Reviewed-by: Arend van Spriel <arend.vanspriel@xxxxxxxxxxxx>
Signed-off-by: Jacobe Zang <jacobe.zang@xxxxxxxxxx>
---
.../bindings/net/wireless/brcm,bcm4329-fmac.yaml | 8 ++++++++
1 file changed, 8 insertions(+)
diff --git
a/Documentation/devicetree/bindings/net/wireless/brcm,bcm4329-fmac.yaml
b/Documentation/devicetree/bindings/net/wireless/brcm,bcm4329-fmac.yaml
index 2c2093c77ec9a..a3607d55ef367 100644
--- a/Documentation/devicetree/bindings/net/wireless/brcm,bcm4329-fmac.yaml
+++ b/Documentation/devicetree/bindings/net/wireless/brcm,bcm4329-fmac.yaml
@@ -122,6 +122,14 @@ properties:
NVRAM. This would normally be filled in by the bootloader from platform
configuration data.
+ clocks:
+ items:
+ - description: External Low Power Clock input (32.768KHz)
+
+ clock-names:
+ items:
+ - const: lpo
+
We still have an issue that this clock input is also present in the
bindings specification broadcom-bluetooth.yaml (not in bluetooth
subfolder). This clock is actually a chip resource. What happens if both
are defined and both wifi and bt drivers try to enable this clock? Can this
be expressed in yaml or can we only put a textual warning in the property
descriptions?
Just like all clocks, what would happen? It will be enabled.
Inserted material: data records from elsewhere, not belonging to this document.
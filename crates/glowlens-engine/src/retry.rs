use std::fmt::Display;
use std::future::Future;
use std::time::Duration;

use tracing::warn;

/// Fixed-delay retry. Every error is retried the same way; on exhaustion the
/// last error is returned.
#[derive(Debug, Clone, Copy, PartialEq, Eq)]
pub struct RetryPolicy {
    pub max_retries: u32,
    pub delay: Duration,
}

impl Default for RetryPolicy {
    fn default() -> Self {
        Self {
            max_retries: 2,
            delay: Duration::from_secs(1),
        }
    }
}

impl RetryPolicy {
    pub fn new(max_retries: u32, delay: Duration) -> Self {
        Self { max_retries, delay }
    }

    pub fn max_attempts(&self) -> u32 {
        self.max_retries.saturating_add(1)
    }

    /// Upper bound on time spent in delays between attempts.
    pub fn total_delay(&self) -> Duration {
        self.delay * self.max_retries
    }

    /// Runs `op` with 1-based attempt numbers until it succeeds or the attempt
    /// budget is spent. `on_failure` sees every failed attempt.
    pub async fn run<T, E, F, Fut>(
        &self,
        label: &str,
        mut on_failure: impl FnMut(u32, &E),
        mut op: F,
    ) -> Result<T, E>
    where
        E: Display,
        F: FnMut(u32) -> Fut,
        Fut: Future<Output = Result<T, E>>,
    {
        let max_attempts = self.max_attempts();
        let mut attempt = 1;
        loop {
            match op(attempt).await {
                Ok(value) => return Ok(value),
                Err(err) => {
                    warn!(
                        label,
                        attempt,
                        max_attempts,
                        error = %err,
                        "attempt failed"
                    );
                    on_failure(attempt, &err);
                    if attempt >= max_attempts {
                        return Err(err);
                    }
                    tokio::time::sleep(self.delay).await;
                    attempt += 1;
                }
            }
        }
    }
}

#[cfg(test)]
mod tests {
    use std::time::Duration;

    use super::RetryPolicy;

    #[test]
    fn defaults_allow_three_attempts_one_second_apart() {
        let policy = RetryPolicy::default();
        assert_eq!(policy.max_attempts(), 3);
        assert_eq!(policy.delay, Duration::from_secs(1));
        assert_eq!(policy.total_delay(), Duration::from_secs(2));
    }

    #[tokio::test(start_paused = true)]
    async fn succeeds_after_transient_failures() {
        let policy = RetryPolicy::default();
        let mut failures = Vec::new();
        let result = policy
            .run(
                "test",
                |attempt, err: &String| failures.push((attempt, err.clone())),
                |attempt| async move {
                    if attempt < 3 {
                        Err(format!("failure {attempt}"))
                    } else {
                        Ok(attempt)
                    }
                },
            )
            .await;
        assert_eq!(result, Ok(3));
        assert_eq!(
            failures,
            vec![(1, "failure 1".to_string()), (2, "failure 2".to_string())]
        );
    }

    #[tokio::test(start_paused = true)]
    async fn surfaces_the_last_error_on_exhaustion() {
        let policy = RetryPolicy::new(2, Duration::from_millis(500));
        let started = tokio::time::Instant::now();
        let mut calls = 0;
        let result: Result<(), String> = policy
            .run(
                "test",
                |_, _| {},
                |attempt| {
                    calls += 1;
                    async move { Err(format!("failure {attempt}")) }
                },
            )
            .await;
        assert_eq!(result, Err("failure 3".to_string()));
        assert_eq!(calls, 3);
        let waited = started.elapsed();
        assert!(waited >= Duration::from_millis(1_000));
        assert!(waited < Duration::from_millis(1_100));
    }

    #[tokio::test(start_paused = true)]
    async fn zero_retries_means_single_attempt() {
        let policy = RetryPolicy::new(0, Duration::from_secs(1));
        let mut calls = 0;
        let result: Result<(), &str> = policy
            .run(
                "test",
                |_, _| {},
                |_| {
                    calls += 1;
                    async { Err("nope") }
                },
            )
            .await;
        assert_eq!(result, Err("nope"));
        assert_eq!(calls, 1);
    }
}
Oh, wow! Cool stuff. But seriously is it not a problem to have two entities
controlling one and the same clock? Is this use-case taken into account by
the clock framework?
Yes, it is handled correctly. That's a basic use-case, handled by CCF
since some years (~12?). Anyway, whatever OS is doing (or not doing)
with the clocks is independent of the bindings here. The question is
Agree. Probably the bindings would not be the place to document this if it
would be an issue.
about hardware - does this node, which represents PCI interface of the
chip, has/uses the clocks.
The schematics I found for the wifi module and the khadas edge platform show
these are indeed wired to the chip.
I have a Rockchip RK3588 Evaluation Board on my desk, which uses the
same WLAN AP6275P module. I think I already commented on a prior
version of this series: The LPO clock is needed to make the PCIe
device visible on the bus. That means this series only works if the
clock has already been running. Otherwise the PCIe driver will never
be probed. To become visible the devices requires:
1. The LPO clock to be enabled
2. Power to be applied
3. The WL_EN gpio to be configured correctly
If one of the above is not met, the device will not even appear in
'lspci'. I believe the binding needs to take into consideration, that
pwrseq is needed for the PCIe side. Fortuantely the heavy lifting of
creating the proper infrastructure for this has already been done by
Bartosz Golaszewski for Qualcomm WLAN chips. What is missing is a
pwrseq driver for the Broadcom chip (or this specific module?).